● Aim of the exercise
Could the data underneath be repeated exactly, in full?

● Information

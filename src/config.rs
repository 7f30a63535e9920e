use std::path::{Path, PathBuf};

use crate::error::AppError;

/// Environment variable that overrides the credentials directory.
pub const CREDENTIALS_DIR_ENV: &str = "GDRIVE_MCP_DIR";

const DEFAULT_DIR_NAME: &str = ".gdrive-mcp";
const CLIENT_SECRET_FILE: &str = "gcp-oauth.keys.json";
const TOKEN_FILE: &str = "tokens.json";

pub const OAUTH_REDIRECT_PORT: u16 = 3333;
pub const OAUTH_CALLBACK_PATH: &str = "/callback";

pub const DRIVE_SCOPE: &str = "https://www.googleapis.com/auth/drive";

/// Where credentials live and how the OAuth redirect is reached.
#[derive(Debug, Clone)]
pub struct Config {
    pub credentials_dir: PathBuf,
    pub redirect_port: u16,
}

impl Config {
    /// Build a configuration from an explicit override, or the per-user default.
    pub fn with_dir(dir: Option<PathBuf>) -> Result<Self, AppError> {
        let credentials_dir = match dir {
            Some(dir) => dir,
            None => default_credentials_dir()?,
        };
        Ok(Self {
            credentials_dir,
            redirect_port: OAUTH_REDIRECT_PORT,
        })
    }

    pub fn credentials_dir(&self) -> &Path {
        &self.credentials_dir
    }

    pub fn client_secret_path(&self) -> PathBuf {
        self.credentials_dir.join(CLIENT_SECRET_FILE)
    }

    pub fn token_path(&self) -> PathBuf {
        self.credentials_dir.join(TOKEN_FILE)
    }

    pub fn redirect_uri(&self) -> String {
        format!(
            "http://localhost:{}{OAUTH_CALLBACK_PATH}",
            self.redirect_port
        )
    }
}

fn default_credentials_dir() -> Result<PathBuf, AppError> {
    let home = dirs::home_dir().ok_or_else(|| {
        AppError::Configuration(format!(
            "cannot determine home directory; set {CREDENTIALS_DIR_ENV}"
        ))
    })?;
    Ok(home.join(DEFAULT_DIR_NAME))
}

● Answer to this exercise
filename src/config.rs
repository 7f30a63535e9920e
use std::path::{Path, PathBuf};

use crate::error::AppError;

/// Environment variable that overrides the credentials directory.
pub const CREDENTIALS_DIR_ENV: &str = "GDRIVE_MCP_DIR";

const DEFAULT_DIR_NAME: &str = ".gdrive-mcp";
const CLIENT_SECRET_FILE: &str = "gcp-oauth.keys.json";
const TOKEN_FILE: &str = "tokens.json";

pub const OAUTH_REDIRECT_PORT: u16 = 3333;
pub const OAUTH_CALLBACK_PATH: &str = "/callback";

pub const DRIVE_SCOPE: &str = "https://www.googleapis.com/auth/drive";

/// Where credentials live and how the OAuth redirect is reached.
#[derive(Debug, Clone)]
pub struct Config {
    pub credentials_dir: PathBuf,
    pub redirect_port: u16,
}

impl Config {
    /// Build a configuration from an explicit override, or the per-user default.
    pub fn with_dir(dir: Option<PathBuf>) -> Result<Self, AppError> {
        let credentials_dir = match dir {
            Some(dir) => dir,
            None => default_credentials_dir()?,
        };
        Ok(Self {
            credentials_dir,
            redirect_port: OAUTH_REDIRECT_PORT,
        })
    }

    pub fn credentials_dir(&self) -> &Path {
        &self.credentials_dir
    }

    pub fn client_secret_path(&self) -> PathBuf {
        self.credentials_dir.join(CLIENT_SECRET_FILE)
    }

    pub fn token_path(&self) -> PathBuf {
        self.credentials_dir.join(TOKEN_FILE)
    }

    pub fn redirect_uri(&self) -> String {
        format!(
            "http://localhost:{}{OAUTH_CALLBACK_PATH}",
            self.redirect_port
        )
    }
}

fn default_credentials_dir() -> Result<PathBuf, AppError> {
    let home = dirs::home_dir().ok_or_else(|| {
        AppError::Configuration(format!(
            "cannot determine home directory; set {CREDENTIALS_DIR_ENV}"
        ))
    })?;
    Ok(home.join(DEFAULT_DIR_NAME))
}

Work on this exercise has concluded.